The Leap That Changed Everything
Let’s set the scene: This was pre-pandemic, back when you could join a salsa class just for fun and not because you were “rediscovering things post-lockdown.” I was 28, sitting in my car, gripping the steering wheel with knuckles so white you’d think I’d just Googled "worst case scenario for public humiliation." I was parked outside a storytelling workshop at a community arts space in Austin—the kind of dimly lit, slightly quirky venue where the walls are lined with mismatched chairs and everyone looks cooler than you, even in vintage sneakers.
In theory, this workshop should have been my thing. I mean, I’ve always loved words—reading them, writing them, overanalyzing them in movies where no one would ask me to “relate it back to my personal journey.” But that was the thing: this wasn’t about escaping into someone else’s narrative. This was about daring to tell my own.
Why This Leap Felt Risky
I’d always been the introvert in a family of bold personalities. My mom, an experiential-learning crusader, once assigned her third graders a group project on “how feelings work” for fun. My dad could debate the ethics of supermarket tabloids with a checkout clerk. Me? I mastered the art of being someone’s quiet sidekick: the helpful sibling, the focused student, the empathetic but don’t-look-too-closely-at-me friend.
Now, as I stared at the printed workshop description crumpled in my lap, my inner monologue was throwing shade like a reality TV confessional. Who did I think I was, imagining that strangers might actually connect with my story? That people who didn’t love me by default (shoutout to my mom) would care about my words? My stomach was in knots comparable only to the time I thought it was “just a lighthearted idea" to share my crush feelings in the ninth grade yearbook—spoiler: it was not.
Stepping Into the Spotlight: Kind of
In the end, I walked into that workshop late. Classic Harper move. But hey, at least “arriving late” wasn’t on the list of worst-case scenarios (fainting mid-story was). I found an empty seat, feeling like I’d accidentally stumbled into a secret meeting of the Austin Cool Kids Coalition. One girl wore a beret unironically. Another guy somehow managed to make cargo pants look intentional. Meanwhile, I was in a UT hoodie and sneakers with a hole where big toe optimism used to be.
The workshop’s facilitator—a sprightly poet with energy so radiant it made me want a nap—asked us to write down one story or experience we carried close to us. Something personal, she said, but maybe not the one you share in passing. I froze. Personal? Which version of personal? Was it the universal “let’s show humanity I exist too” kind of personal, or the “I once tried to fake food poisoning to get out of karaoke” vibe? (Both, arguably, are relatable.)

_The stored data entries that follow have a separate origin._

//! Unit preferences and fixed conversion factors.

use serde::{Deserialize, Serialize};

/// Temperature unit preference.
#[derive(Debug, Clone, Copy, PartialEq, Eq, Serialize, Deserialize, Default)]
#[serde(rename_all = "lowercase")]
pub enum TemperatureUnit {
    #[default]
    Celsius,
    Fahrenheit,
    Kelvin,
}

impl TemperatureUnit {
    /// Symbol appended to report values.
    pub fn symbol(self) -> &'static str {
        match self {
            Self::Celsius => "°C",
            Self::Fahrenheit => "°F",
            Self::Kelvin => "K",
        }
    }
}

/// Wind speed unit preference.
#[derive(Debug, Clone, Copy, PartialEq, Eq, Serialize, Deserialize, Default)]
#[serde(rename_all = "lowercase")]
pub enum WindSpeedUnit {
    #[default]
    Kmh,
    Ms,
    Mph,
    Knots,
}

impl WindSpeedUnit {
    /// Parse a settings string; anything unrecognized falls back to the
    /// system default (mph for imperial, km/h otherwise).
    pub fn from_setting(value: &str, system: UnitSystem) -> Self {
        match value.trim().to_lowercase().as_str() {
            "km/h" | "kmh" => Self::Kmh,
            "m/s" | "ms" => Self::Ms,
            "mph" => Self::Mph,
            "knots" | "kn" => Self::Knots,
            _ => {
                if system.is_imperial() {
                    Self::Mph
                } else {
                    Self::Kmh
                }
            }
        }
    }

    /// Unit code understood by the forecast API.
    pub fn api_code(self) -> &'static str {
        match self {
            Self::Kmh => "kmh",
            Self::Ms => "ms",
            Self::Mph => "mph",
            Self::Knots => "kn",
        }
    }

    /// Symbol appended to report values.
    pub fn symbol(self) -> &'static str {
        match self {
            Self::Kmh => "km/h",
            Self::Ms => "m/s",
            Self::Mph => "mph",
            Self::Knots => "kn",
        }
    }
}

/// General distance/pressure unit system.
#[derive(Debug, Clone, Copy, PartialEq, Eq, Serialize, Deserialize, Default)]
#[serde(rename_all = "lowercase")]
pub enum UnitSystem {
    #[default]
    Metric,
    Imperial,
}

impl UnitSystem {
    pub fn is_imperial(self) -> bool {
        self == Self::Imperial
    }

    /// Symbol for precipitation amounts.
    pub fn precipitation_symbol(self) -> &'static str {
        if self.is_imperial() {
            "inch"
        } else {
            "mm"
        }
    }
}

pub const KMH_TO_MPH: f64 = 0.621371;
pub const KMH_TO_KNOTS: f64 = 0.539957;
pub const CELSIUS_TO_KELVIN_OFFSET: f64 = 273.15;

pub fn kmh_to_mph(kmh: f64) -> f64 {
    kmh * KMH_TO_MPH
}

pub fn kmh_to_knots(kmh: f64) -> f64 {
    kmh * KMH_TO_KNOTS
}

pub fn knots_to_kmh(knots: f64) -> f64 {
    knots / KMH_TO_KNOTS
}

pub fn celsius_to_kelvin(celsius: f64) -> f64 {
    celsius + CELSIUS_TO_KELVIN_OFFSET
}

#[cfg(test)]
mod tests {
    use super::*;

    #[test]
    fn test_wind_conversion_to_knots() {
        let knots = kmh_to_knots(10.0);
        assert!((knots - 5.4).abs() < 0.1, "expected ~5.4, got {knots}");
    }

    #[test]
    fn test_wind_conversion_round_trip() {
        let original = 10.0;
        let round_tripped = knots_to_kmh(kmh_to_knots(original));
        assert!((round_tripped - original).abs() < 0.1);
    }

    #[test]
    fn test_wind_conversion_to_mph() {
        assert!((kmh_to_mph(100.0) - 62.1371).abs() < 1e-9);
    }

    #[test]
    fn test_kelvin_offset() {
        assert!((celsius_to_kelvin(0.0) - 273.15).abs() < f64::EPSILON);
    }

    #[test]
    fn test_wind_unit_from_setting() {
        assert_eq!(WindSpeedUnit::from_setting("km/h", UnitSystem::Metric), WindSpeedUnit::Kmh);
        assert_eq!(WindSpeedUnit::from_setting("M/S", UnitSystem::Metric), WindSpeedUnit::Ms);
        assert_eq!(WindSpeedUnit::from_setting("Knots", UnitSystem::Metric), WindSpeedUnit::Knots);
        assert_eq!(WindSpeedUnit::from_setting("mph", UnitSystem::Metric), WindSpeedUnit::Mph);
    }

    #[test]
    fn test_wind_unit_fallback_tracks_system() {
        assert_eq!(
            WindSpeedUnit::from_setting("furlongs", UnitSystem::Metric),
            WindSpeedUnit::Kmh
        );
        assert_eq!(
            WindSpeedUnit::from_setting("furlongs", UnitSystem::Imperial),
            WindSpeedUnit::Mph
        );
    }

    #[test]
    fn test_api_codes() {
        assert_eq!(WindSpeedUnit::Kmh.api_code(), "kmh");
        assert_eq!(WindSpeedUnit::Knots.api_code(), "kn");
    }

    #[test]
    fn test_precipitation_symbols() {
        assert_eq!(UnitSystem::Metric.precipitation_symbol(), "mm");
        assert_eq!(UnitSystem::Imperial.precipitation_symbol(), "inch");
    }
}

What I Learned in That Room
Fast forward two hours and the knot in my stomach had loosened—just a little. Turns out, the only thing more awkward than reading your story aloud is hearing how poetic your nervous voice sounds when you hit the mic. Yes, I stammered. I skipped words. I overshared about a college breakup involving matching tattoos (don’t ask). But by the time I finished, heads were nodding. Someone who’d been scribbling furiously the whole time—beret girl!—even came up to me after and said, “That was really raw. I liked it.”

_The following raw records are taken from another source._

//! Weather tools for the plume extensions.
//!
//! Two callable tools share one resolution pipeline: free-form location text
//! (or device coordinates) becomes latitude/longitude plus a display name,
//! free-form date/hour text becomes an hour-aligned instant, and the fetched
//! forecast is rendered as a unit-aware report. The forecast tool talks to
//! Open-Meteo; the marine tool talks to a keyed premium provider.

pub mod forecast;
pub mod geocode;
pub mod locate;
pub mod marine;
pub mod report;
pub mod tool;
pub mod types;
pub mod units;
pub mod when;

pub use forecast::ForecastClient;
pub use geocode::GeoClient;
pub use locate::resolve_location;
pub use marine::{MarineSettings, MarineTool, MarineToolSettings};
pub use report::{format_report, WeatherReport};
pub use tool::{WeatherQuery, WeatherTool};
pub use types::{weather_code_description, ResolvedLocation, WeatherError, WeatherSettings};
pub use units::{TemperatureUnit, UnitSystem, WindSpeedUnit};
pub use when::resolve_datetime;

Here’s the kicker: it wasn’t Shakespeare, but it didn’t have to be. Sitting in that room, I realized something that had eluded me in moments when doubts made dreams feel like they belonged to braver, more sparkly people. Taking a chance on yourself doesn’t have to be about impressing anyone. Sometimes, it’s just about saying, ‘Here’s who I am,’ and letting that be enough.
Practical Takeaways From Tiny-Leap Living
I know not everyone’s risk is going to be about storytelling workshops and unmet potential, but there are some nearly universal truths about leaping out of your comfort zone that I wish I’d known earlier. (Consider this my “take these breadcrumbs; don’t suffer needlessly like me” section.)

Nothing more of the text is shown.